In [1]:
import math

import numpy as np
import pandas as pd
import matplotlib.pyplot as plt

from scipy import stats


## Hypothesis Testing

- **alpha**: $\alpha$: 1 - confidence level (95% confidence level -> $\alpha = .05$)
- **null hypothesis**: $H_0$: the "status quo"
- **alternative hyopthesis**: $H_a$: the opposite; alternative

We either *reject* or *fail to reject* the null hypothesis

**p-value**

- P(data|$H_0$)
- The likelihood the we see the evidence at hand under the null hypothesis
- If the null hypothesis is true, the likelihood of observing our data

if $p < \alpha$: we reject $H_0$

if $p >= \alpha$: we fail to reject $H_0$

- Are the average grades in web development vs data science classes different?

    $H_0$: The average grades for webdev and data science are the same.
    
    $H_a$: The average grades for webdev and data science are not the same.
    
- Is there a relationship between how early a student shows up to class and their grade?
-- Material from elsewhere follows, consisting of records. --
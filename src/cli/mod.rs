pub mod interface;
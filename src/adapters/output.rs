use anyhow::{Context, Result};
use std::fs::File;
use std::io::{BufWriter, Write};
use std::path::Path;
use crate::core::types::PredictionResult;

pub fn output_json<W: Write>(writer: &mut W, result: &PredictionResult) -> Result<()> {
    let json = serde_json::to_string_pretty(result)
        .context("Failed to serialize prediction result")?;
    writeln!(writer, "{}", json)
        .context("Failed to write prediction result")?;
    writer.flush().context("Failed to flush prediction result")?;
    Ok(())
}

pub fn write_result_file(path: &Path, result: &PredictionResult) -> Result<()> {
    let file = File::create(path)
        .with_context(|| format!("Failed to create output file {:?}", path))?;
    let mut writer = BufWriter::new(file);
    output_json(&mut writer, result)
}

#[cfg(test)]
mod tests {
    use super::*;
    use crate::core::types::PredictionColumn;
    use serde_json::{json, Value};

    #[test]
    fn writes_camel_case_json() {
        let result = PredictionResult {
            prediction: vec![PredictionColumn { label: "predict".to_string(), data: vec![json!("yes")] }],
            model_type: "Binomial".to_string(),
            model_confidence: 0.1,
        };
        let mut buffer = Vec::new();
        output_json(&mut buffer, &result).unwrap();
        let written: Value = serde_json::from_slice(&buffer).unwrap();
        assert_eq!(
            written,
            json!({
                "prediction": [{"label": "predict", "data": ["yes"]}],
                "modelType": "Binomial",
                "modelConfidence": 0.1
            })
        );
    }
}
pub mod h2o;
pub mod output;
pub mod server;
pub mod transport;
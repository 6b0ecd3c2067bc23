use std::sync::atomic::{AtomicBool, Ordering};
use std::sync::Arc;
use tokio::sync::Notify;

/// Shared cancellation flag. Clones observe the same state.
#[derive(Debug, Clone, Default)]
pub struct CancellationToken {
    inner: Arc<Inner>,
}

#[derive(Debug, Default)]
struct Inner {
    cancelled: AtomicBool,
    notify: Notify,
}

impl CancellationToken {
    #[must_use]
    pub fn new() -> Self {
        Self::default()
    }

    /// Request cancellation. Visible to every clone of this token.
    pub fn cancel(&self) {
        self.inner.cancelled.store(true, Ordering::SeqCst);
        self.inner.notify.notify_waiters();
    }

    #[must_use]
    pub fn is_cancelled(&self) -> bool {
        self.inner.cancelled.load(Ordering::SeqCst)
    }

    /// Resolves once [`cancel`](Self::cancel) has been called.
    pub async fn cancelled(&self) {
        loop {
            // Register before checking so a cancel in between is not missed.
            let notified = self.inner.notify.notified();
            if self.is_cancelled() {
                return;
            }
            notified.await;
        }
    }
}

#[cfg(test)]
mod tests {
    use super::*;
    use tokio::time::{sleep, timeout, Duration};

    #[test]
    fn starts_not_cancelled() {
        assert!(!CancellationToken::new().is_cancelled());
    }

    #[test]
    fn clone_shares_state() {
        let token = CancellationToken::new();
        let other = token.clone();
        other.cancel();
        assert!(token.is_cancelled());
    }

    #[test]
    fn cancel_from_another_thread() {
        let token = CancellationToken::new();
        let clone = token.clone();
        std::thread::spawn(move || clone.cancel()).join().unwrap();
        assert!(token.is_cancelled());
    }

    #[tokio::test(start_paused = true)]
    async fn cancelled_wakes_a_waiting_task() {
        let token = CancellationToken::new();
        let clone = token.clone();
        tokio::spawn(async move {
            sleep(Duration::from_secs(1)).await;
            clone.cancel();
        });
        assert!(timeout(Duration::from_secs(2), token.cancelled()).await.is_ok());
    }

    #[tokio::test]
    async fn cancelled_returns_at_once_when_already_cancelled() {
        let token = CancellationToken::new();
        token.cancel();
        token.cancelled().await;
    }
}
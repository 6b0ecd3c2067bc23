use std::fmt;
use std::str::FromStr;
use thiserror::Error;

/// Model builders the server exposes under `ModelBuilders/{name}`.
#[derive(Debug, Clone, Copy, PartialEq, Eq, Hash)]
pub enum Algorithm {
    Glm,
    Gbm,
    Glrm,
    Aggregator,
    DeepLearning,
    Drf,
    IsolationForest,
    KMeans,
    NaiveBayes,
    Pca,
    TargetEncoder,
    Word2Vec,
}

#[derive(Error, Debug, Clone, PartialEq, Eq)]
#[error("unknown algorithm '{0}', expected one of: {}", Algorithm::names().join(", "))]
pub struct AlgorithmError(pub String);

impl Algorithm {
    pub const ALL: [Algorithm; 12] = [
        Algorithm::Glm,
        Algorithm::Gbm,
        Algorithm::Glrm,
        Algorithm::Aggregator,
        Algorithm::DeepLearning,
        Algorithm::Drf,
        Algorithm::IsolationForest,
        Algorithm::KMeans,
        Algorithm::NaiveBayes,
        Algorithm::Pca,
        Algorithm::TargetEncoder,
        Algorithm::Word2Vec,
    ];

    pub fn as_str(&self) -> &'static str {
        match self {
            Algorithm::Glm => "glm",
            Algorithm::Gbm => "gbm",
            Algorithm::Glrm => "glrm",
            Algorithm::Aggregator => "aggregator",
            Algorithm::DeepLearning => "deeplearning",
            Algorithm::Drf => "drf",
            Algorithm::IsolationForest => "isolationforest",
            Algorithm::KMeans => "kmeans",
            Algorithm::NaiveBayes => "naivebayes",
            Algorithm::Pca => "pca",
            Algorithm::TargetEncoder => "targetencoder",
            Algorithm::Word2Vec => "word2vec",
        }
    }

    pub fn names() -> Vec<&'static str> {
        Self::ALL.iter().map(Algorithm::as_str).collect()
    }
}

impl FromStr for Algorithm {
    type Err = AlgorithmError;

    fn from_str(s: &str) -> Result<Self, Self::Err> {
        Self::ALL
            .iter()
            .copied()
            .find(|algo| algo.as_str() == s)
            .ok_or_else(|| AlgorithmError(s.to_string()))
    }
}

impl fmt::Display for Algorithm {
    fn fmt(&self, f: &mut fmt::Formatter<'_>) -> fmt::Result {
        f.write_str(self.as_str())
    }
}

#[cfg(test)]
mod tests {
    use super::*;

    #[test]
    fn every_identifier_round_trips() {
        for algo in Algorithm::ALL {
            assert_eq!(algo.as_str().parse::<Algorithm>(), Ok(algo));
        }
    }

    #[test]
    fn rejects_unknown_and_differently_cased_names() {
        assert_eq!("xgboost".parse::<Algorithm>(), Err(AlgorithmError("xgboost".to_string())));
        assert!("GBM".parse::<Algorithm>().is_err());
    }

    #[test]
    fn error_lists_allowed_names() {
        let msg = AlgorithmError("svm".to_string()).to_string();
        assert!(msg.contains("svm"));
        assert!(msg.contains("word2vec"));
    }
}
use serde_json::Value;

/// One element of a sequence field.
#[derive(Debug, Clone, PartialEq)]
pub enum SeqItem {
    /// A server entity; rendered by its name.
    Named(String),
    Raw(String),
}

#[derive(Debug, Clone, PartialEq)]
pub enum FieldValue {
    Bool(bool),
    Seq(Vec<SeqItem>),
    Scalar(String),
}

impl FieldValue {
    pub fn scalar(value: impl ToString) -> Self {
        FieldValue::Scalar(value.to_string())
    }

    pub fn names<T: AsRef<str>>(names: &[T]) -> Self {
        FieldValue::Seq(names.iter().map(|n| SeqItem::Named(n.as_ref().to_string())).collect())
    }

    pub fn raw_seq<T: ToString>(values: &[T]) -> Self {
        FieldValue::Seq(values.iter().map(|v| SeqItem::Raw(v.to_string())).collect())
    }

    fn render(&self) -> String {
        match self {
            FieldValue::Bool(true) => "true".to_string(),
            FieldValue::Bool(false) => "false".to_string(),
            FieldValue::Scalar(s) => s.clone(),
            FieldValue::Seq(items) => {
                let inner: Vec<&str> = items
                    .iter()
                    .map(|item| match item {
                        SeqItem::Named(name) => name.as_str(),
                        SeqItem::Raw(raw) => raw.as_str(),
                    })
                    .collect();
                format!("[{}]", inner.join(","))
            }
        }
    }
}

impl From<&Value> for FieldValue {
    fn from(value: &Value) -> Self {
        match value {
            Value::Bool(b) => FieldValue::Bool(*b),
            Value::Array(items) => FieldValue::Seq(items.iter().map(seq_item).collect()),
            other => FieldValue::Scalar(natural_string(other)),
        }
    }
}

fn seq_item(value: &Value) -> SeqItem {
    match value.get("name").and_then(Value::as_str) {
        Some(name) => SeqItem::Named(name.to_string()),
        None => SeqItem::Raw(natural_string(value)),
    }
}

fn natural_string(value: &Value) -> String {
    match value {
        Value::String(s) => s.clone(),
        other => other.to_string(),
    }
}

/// Ordered list of form fields. Output order is insertion order.
#[derive(Debug, Clone, Default, PartialEq)]
pub struct FormRecord {
    fields: Vec<(String, FieldValue)>,
}

impl FormRecord {
    pub fn new() -> Self {
        Self::default()
    }

    pub fn field(mut self, name: impl Into<String>, value: FieldValue) -> Self {
        self.fields.push((name.into(), value));
        self
    }

    pub fn push(&mut self, name: impl Into<String>, value: FieldValue) {
        self.fields.push((name.into(), value));
    }

    pub fn encode(&self) -> String {
        self.fields
            .iter()
            .map(|(name, value)| format!("{}={}", name, value.render()))
            .collect::<Vec<_>>()
            .join("&")
    }
}

/// Renders `record` as a form body. Values are written verbatim, so one that
/// contains `&` or `=` corrupts the body.
pub fn encode(record: &FormRecord) -> String {
    record.encode()
}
    $H_0$: there is no relationship between how early a student comes to class and their grade
    
    $H_a$: there is a relationship between how early a student comes to class and their grade



> Are the plants in classroom helping?

- survey scores
    - $H_0$: Survey scores before and after plants were introduced are no different.
    - $H_a$: Survey scores improved after plants were introduced in the classroom.


- True Positive
    - small p-value -- < alpha (.001)
    - reject $H_0$
    - avg survey score before plants: 3.2
    - avg survey score after plants: 4.5
- False Positive
    - small p-value
    - reject $H_0$
    - we cancelled a quiz right before everyone took the surveys
- True Negative
    - higher p-value
    - fail to reject $H_0$
    - avg survey score before plants: 3.9
    - avg survey score after plants: 4.1
- False Negative
    - higher p-value
    - fail to reject $H_0$
    - avg survey score before plants: 3.5
    - avg survey score after plants: 3.3
    - everyone took the survey when they were in the middle of the tableau project

---

> Do houses with even street numbers sell for more money?
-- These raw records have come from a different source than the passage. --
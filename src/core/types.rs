use serde::{Deserialize, Serialize};
use serde_json::Value;
use std::fmt;

/// Frames created by an `ImportFiles` call, in server order.
#[derive(Debug, Clone, PartialEq)]
pub struct ImportResult {
    pub destination_frames: Vec<String>,
}

/// Schema guess returned by `ParseSetup`. Passed through to `Parse` untouched
/// apart from re-encoding.
#[derive(Debug, Clone, PartialEq)]
pub struct ParseSetup(pub Value);

/// Path of an asynchronous server job, e.g. `/3/Jobs/$03017f00...`.
/// Only meaningful until the job reaches a terminal status.
#[derive(Debug, Clone, PartialEq, Eq)]
pub struct JobHandle(pub String);

impl JobHandle {
    pub fn path(&self) -> &str {
        &self.0
    }
}

impl fmt::Display for JobHandle {
    fn fmt(&self, f: &mut fmt::Formatter<'_>) -> fmt::Result {
        f.write_str(&self.0)
    }
}

/// Name of a server-resident frame.
#[derive(Debug, Clone, Copy, PartialEq, Eq)]
pub struct FrameHandle(pub &'static str);

impl FrameHandle {
    pub const DATA_SET: FrameHandle = FrameHandle("dataSet");
    pub const TRAIN: FrameHandle = FrameHandle("train");
    pub const VALIDATE: FrameHandle = FrameHandle("validate");
    pub const PREDICT_ME: FrameHandle = FrameHandle("predictme");
    pub const PREDICTIONS: FrameHandle = FrameHandle("predictions");

    pub fn name(&self) -> &'static str {
        self.0
    }
}

impl fmt::Display for FrameHandle {
    fn fmt(&self, f: &mut fmt::Formatter<'_>) -> fmt::Result {
        f.write_str(self.0)
    }
}

#[derive(Debug, Clone, PartialEq, Eq)]
pub enum JobStatus {
    Created,
    Running,
    Done,
    Failed,
    Cancelled,
    Other(String),
}

impl From<&str> for JobStatus {
    fn from(s: &str) -> Self {
        match s.to_ascii_uppercase().as_str() {
            "CREATED" => JobStatus::Created,
            "RUNNING" => JobStatus::Running,
            "DONE" => JobStatus::Done,
            "FAILED" => JobStatus::Failed,
            "CANCELLED" => JobStatus::Cancelled,
            _ => JobStatus::Other(s.to_string()),
        }
    }
}

/// One status observation of a job.
#[derive(Debug, Clone, PartialEq)]
pub struct JobReport {
    pub status: JobStatus,
    pub exception: Option<String>,
}

/// The server writes non-finite metrics as the strings `NaN`, `Infinity`
/// and `-Infinity`.
pub fn parse_non_finite(text: &str) -> Option<f64> {
    match text {
        "NaN" => Some(f64::NAN),
        "Infinity" => Some(f64::INFINITY),
        "-Infinity" => Some(f64::NEG_INFINITY),
        _ => None,
    }
}

/// Validation score read back after training.
#[derive(Debug, Clone, Copy, PartialEq)]
pub struct Confidence(pub f64);

/// Category of the trained model, e.g. `Regression` or `Binomial`.
#[derive(Debug, Clone, PartialEq, Eq)]
pub struct ModelCategory(pub String);

#[derive(Debug, Clone, PartialEq, Serialize, Deserialize)]
pub struct PredictionColumn {
    pub label: String,
    pub data: Vec<Value>,
}

/// Final output of a pipeline run.
///
/// `model_confidence` is the validation MSE, so lower is better.
#[derive(Debug, Clone, PartialEq, Serialize, Deserialize)]
#[serde(rename_all = "camelCase")]
pub struct PredictionResult {
    pub prediction: Vec<PredictionColumn>,
    pub model_type: String,
    #[serde(with = "metric")]
    pub model_confidence: f64,
}

/// Finite values as JSON numbers, the rest in the server's string form.
mod metric {
    use serde::de::Error;
    use serde::{Deserialize, Deserializer, Serializer};

    pub fn serialize<S: Serializer>(value: &f64, serializer: S) -> Result<S::Ok, S::Error> {
        if value.is_nan() {
            serializer.serialize_str("NaN")
        } else if value.is_infinite() {
            serializer.serialize_str(if *value > 0.0 { "Infinity" } else { "-Infinity" })
        } else {
            serializer.serialize_f64(*value)
        }
    }

    #[derive(Deserialize)]
    #[serde(untagged)]
    enum Repr {
        Number(f64),
        Text(String),
    }

    pub fn deserialize<'de, D: Deserializer<'de>>(deserializer: D) -> Result<f64, D::Error> {
        match Repr::deserialize(deserializer)? {
            Repr::Number(value) => Ok(value),
            Repr::Text(text) => super::parse_non_finite(&text)
                .ok_or_else(|| D::Error::custom(format!("invalid metric value '{}'", text))),
        }
    }
}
- $H_0$: the property values for even numbered houses are the same or lower than the overall average property value
- $H_a$: the property values for even numberd houses are higher than the overall average property value

- True Positive
    - low p-value
    - reject $H_0$
    - avg property value for even # houses -> \$200,000
    - avg property value overall -> \$150,000
- False Positive
    - low p-value
    - reject $H_0$
    - a significant difference in property values
    - we found the overall average property value from the county website
    - we calculated the average property value for even # houses based on sampling the dominion
- False Negative
    - fail to reject $H_0$
    - high p-value
    - the average house price for even numbered houses is not higher than the overall average
    - for example: response bias on an online survey
- True Negative
    - high p-value
    - fail to reject $H_0$
    - avg price for even # houses: \$145,000
    - overall avg house price: \$140,000

## Exercise Review

2 x 2 categories

- False / True: Whether we concluded the right thing
- Positive / Negative: Whether we concluded there is something (+) or there isn't something hapenning (-)

> Has the network latency gone up since we switched ISPs?
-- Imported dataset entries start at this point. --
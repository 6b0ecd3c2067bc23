use anyhow::{Context, Result};
use log::{debug, info};
use std::future::{pending, Future};
use thiserror::Error;
use tokio::time::{sleep, sleep_until, Duration, Instant};

use crate::adapters::transport::Transport;
use crate::core::cancellation::CancellationToken;
use crate::core::types::{JobHandle, JobReport, JobStatus};
use crate::utils::response::FromResponse;

pub const DEFAULT_POLL_INTERVAL: Duration = Duration::from_millis(1000);

#[derive(Error, Debug, Clone, PartialEq, Eq)]
pub enum PollError {
    #[error("job {job} failed on the server: {reason}")]
    JobFailed { job: String, reason: String },

    #[error("job {job} was cancelled on the server")]
    JobCancelled { job: String },

    #[error("gave up waiting after {0:?}")]
    TimedOut(Duration),

    #[error("wait cancelled")]
    Cancelled,
}

#[derive(Debug, Clone)]
pub struct PollOptions {
    pub interval: Duration,
    /// `None` waits forever.
    pub deadline: Option<Duration>,
    pub cancel: CancellationToken,
}

impl Default for PollOptions {
    fn default() -> Self {
        Self {
            interval: DEFAULT_POLL_INTERVAL,
            deadline: None,
            cancel: CancellationToken::new(),
        }
    }
}

impl PollOptions {
    pub fn with_interval(mut self, interval: Duration) -> Self {
        self.interval = interval;
        self
    }

    pub fn with_deadline(mut self, deadline: Duration) -> Self {
        self.deadline = Some(deadline);
        self
    }

    pub fn with_cancellation(mut self, cancel: CancellationToken) -> Self {
        self.cancel = cancel;
        self
    }

    /// Runs `step` unless the wait that began at `started` hits its deadline
    /// or is cancelled first. A step in flight is dropped when that happens.
    pub async fn race<F: Future>(&self, started: Instant, step: F) -> Result<F::Output, PollError> {
        if self.cancel.is_cancelled() {
            return Err(PollError::Cancelled);
        }
        let expiry = async {
            match self.deadline {
                Some(deadline) => {
                    sleep_until(started + deadline).await;
                    PollError::TimedOut(deadline)
                }
                None => pending::<PollError>().await,
            }
        };
        tokio::select! {
            biased;
            _ = self.cancel.cancelled() => Err(PollError::Cancelled),
            err = expiry => Err(err),
            output = step => Ok(output),
        }
    }
}

pub struct JobPoller<'a, T: Transport + ?Sized> {
    transport: &'a T,
    options: PollOptions,
}

impl<'a, T: Transport + ?Sized> JobPoller<'a, T> {
    pub fn new(transport: &'a T, options: PollOptions) -> Self {
        Self { transport, options }
    }

    /// Returns once the job reports `DONE`, with the number of status checks made.
    pub async fn wait(&self, job: &JobHandle) -> Result<usize> {
        let started = Instant::now();
        let mut checks = 0;
        loop {
            let response = self
                .options
                .race(started, self.transport.get(job.path()))
                .await?
                .with_context(|| format!("Failed to fetch status of job {}", job))?;
            checks += 1;
            let report = JobReport::from_response(&response)
                .with_context(|| format!("Malformed status for job {}", job))?;
            match report.status {
                JobStatus::Done => {
                    info!("Job {} done after {} checks", job, checks);
                    return Ok(checks);
                }
                JobStatus::Failed => {
                    return Err(PollError::JobFailed {
                        job: job.to_string(),
                        reason: report.exception.unwrap_or_else(|| "no reason given".to_string()),
                    }
                    .into())
                }
                JobStatus::Cancelled => {
                    return Err(PollError::JobCancelled { job: job.to_string() }.into())
                }
                status => debug!("Job {} is {:?}", job, status),
            }
            self.options.race(started, sleep(self.options.interval)).await?;
        }
    }
}

#[cfg(test)]
mod tests {
    use super::*;
    use crate::adapters::transport::MockTransport;
    use serde_json::json;
    use std::sync::atomic::{AtomicUsize, Ordering};
    use std::sync::Arc;

    fn job() -> JobHandle {
        JobHandle("/3/Jobs/parse".to_string())
    }

    fn scripted(statuses: Vec<&'static str>) -> (MockTransport, Arc<AtomicUsize>) {
        let calls = Arc::new(AtomicUsize::new(0));
        let counter = calls.clone();
        let mut transport = MockTransport::new();
        transport
            .expect_get()
            .withf(|path| path == "/3/Jobs/parse")
            .returning(move |_| {
                let n = counter.fetch_add(1, Ordering::SeqCst);
                let status = statuses[n.min(statuses.len() - 1)];
                Ok(json!({"jobs": [{"status": status}]}))
            });
        (transport, calls)
    }

    #[tokio::test(start_paused = true)]
    async fn returns_after_done_with_fixed_spacing() {
        let (transport, calls) = scripted(vec!["RUNNING", "RUNNING", "DONE"]);
        let started = Instant::now();
        let checks = JobPoller::new(&transport, PollOptions::default()).wait(&job()).await.unwrap();
        assert_eq!(checks, 3);
        assert_eq!(calls.load(Ordering::SeqCst), 3);
        assert!(started.elapsed() >= Duration::from_millis(2000));
    }

    #[tokio::test(start_paused = true)]
    async fn never_returns_without_done() {
        let (transport, calls) = scripted(vec!["RUNNING"]);
        let poller = JobPoller::new(&transport, PollOptions::default());
        let outcome = tokio::time::timeout(Duration::from_secs(10), poller.wait(&job())).await;
        assert!(outcome.is_err());
        let observed = calls.load(Ordering::SeqCst);
        assert!((10..=11).contains(&observed), "observed {} checks", observed);
    }

    #[tokio::test(start_paused = true)]
    async fn deadline_stops_the_wait() {
        let (transport, _) = scripted(vec!["RUNNING"]);
        let options = PollOptions::default().with_deadline(Duration::from_secs(5));
        let err = JobPoller::new(&transport, options).wait(&job()).await.unwrap_err();
        assert_eq!(
            err.downcast_ref::<PollError>(),
            Some(&PollError::TimedOut(Duration::from_secs(5)))
        );
    }

    #[tokio::test(start_paused = true)]
    async fn cancellation_stops_the_wait() {
        let (transport, calls) = scripted(vec!["RUNNING"]);
        let token = CancellationToken::new();
        let options = PollOptions::default().with_cancellation(token.clone());
        let canceller = tokio::spawn(async move {
            sleep(Duration::from_millis(2500)).await;
            token.cancel();
        });
        let err = JobPoller::new(&transport, options).wait(&job()).await.unwrap_err();
        canceller.await.unwrap();
        assert_eq!(err.downcast_ref::<PollError>(), Some(&PollError::Cancelled));
        assert_eq!(calls.load(Ordering::SeqCst), 3);
    }

    struct StalledTransport;

    #[async_trait::async_trait]
    impl Transport for StalledTransport {
        async fn post_form(&self, _endpoint: &str, _body: &str) -> Result<serde_json::Value> {
            pending().await
        }

        async fn get(&self, _path: &str) -> Result<serde_json::Value> {
            pending().await
        }
    }

    #[tokio::test(start_paused = true)]
    async fn deadline_cuts_off_a_stalled_status_request() {
        let options = PollOptions::default().with_deadline(Duration::from_secs(5));
        let started = Instant::now();
        let outcome = tokio::time::timeout(
            Duration::from_secs(3600),
            JobPoller::new(&StalledTransport, options).wait(&job()),
        )
        .await
        .expect("deadline should fire before the outer timeout");
        let err = outcome.unwrap_err();
        assert_eq!(
            err.downcast_ref::<PollError>(),
            Some(&PollError::TimedOut(Duration::from_secs(5)))
        );
        assert!(started.elapsed() < Duration::from_secs(6));
    }

    #[tokio::test(start_paused = true)]
    async fn cancellation_cuts_off_a_stalled_status_request() {
        let token = CancellationToken::new();
        let options = PollOptions::default().with_cancellation(token.clone());
        tokio::spawn(async move {
            sleep(Duration::from_secs(1)).await;
            token.cancel();
        });
        let started = Instant::now();
        let err = JobPoller::new(&StalledTransport, options).wait(&job()).await.unwrap_err();
        assert_eq!(err.downcast_ref::<PollError>(), Some(&PollError::Cancelled));
        assert!(started.elapsed() < Duration::from_secs(2));
    }

    #[tokio::test(start_paused = true)]
    async fn cancellation_interrupts_a_long_interval() {
        let (transport, calls) = scripted(vec!["RUNNING"]);
        let token = CancellationToken::new();
        let options = PollOptions::default()
            .with_interval(Duration::from_secs(600))
            .with_cancellation(token.clone());
        tokio::spawn(async move {
            sleep(Duration::from_secs(1)).await;
            token.cancel();
        });
        let started = Instant::now();
        let err = JobPoller::new(&transport, options).wait(&job()).await.unwrap_err();
        assert_eq!(err.downcast_ref::<PollError>(), Some(&PollError::Cancelled));
        assert!(started.elapsed() < Duration::from_secs(2));
        assert_eq!(calls.load(Ordering::SeqCst), 1);
    }

    #[tokio::test(start_paused = true)]
    async fn failed_job_surfaces_server_exception() {
        let mut transport = MockTransport::new();
        transport
            .expect_get()
            .times(1)
            .returning(|_| Ok(json!({"jobs": [{"status": "FAILED", "exception": "column 'y' not found"}]})));
        let err = JobPoller::new(&transport, PollOptions::default()).wait(&job()).await.unwrap_err();
        assert_eq!(
            err.downcast_ref::<PollError>(),
            Some(&PollError::JobFailed {
                job: "/3/Jobs/parse".to_string(),
                reason: "column 'y' not found".to_string(),
            })
        );
    }

    #[tokio::test(start_paused = true)]
    async fn cancelled_job_is_an_error() {
        let (transport, _) = scripted(vec!["RUNNING", "CANCELLED"]);
        let err = JobPoller::new(&transport, PollOptions::default()).wait(&job()).await.unwrap_err();
        assert!(matches!(err.downcast_ref::<PollError>(), Some(PollError::JobCancelled { .. })));
    }

    #[tokio::test(start_paused = true)]
    async fn status_request_failure_propagates() {
        let mut transport = MockTransport::new();
        transport
            .expect_get()
            .times(1)
            .returning(|_| Err(anyhow::anyhow!("connection refused")));
        let err = JobPoller::new(&transport, PollOptions::default()).wait(&job()).await.unwrap_err();
        assert!(format!("{:#}", err).contains("connection refused"));
    }
}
- $H_0$: the network latency is the same or worse since the ISP switch.
- $H_a$: the new ISP has higher latency
- True Positive: We reject $H_0$, our latency is ~ 300ms on average with the new ISP, it was ~50ms
- False Positive: We reject $H_0$, our data says the latency is higher; our data is biased, we took recordings between 6pm and 8pm when everyone is streaming media
- False Negative: We fail to reject $H_0$: we took recordings between 6am and 7am when no one is on the network
- True Negative: Our data says there isn't much difference in latency, we fail to reject $H_0$

> Is the website redesign any good?

- $H_0$: the number of click throughs since the site redesign had remained same or lowered
- $H_a$: there are more click throughs since the site redesign
- TP: reject $H_0$, we conclude that the redesign helped, and it really did
- FP: reject $H_0$, we conclude that the redesign helped, but really it didn't; we only showed the new website to previously engaged customers
- FN: fail to reject $H_0$, we conclude the redesign did not help, but really it did; we only showed the new website to people who provided negative feedback
- TN: fail to reject $H_0$, we conclude the redesign did not help, and it really didn't

> Is our TV ad driving more sales?

We're frito-lay advertising cool ranch doritos.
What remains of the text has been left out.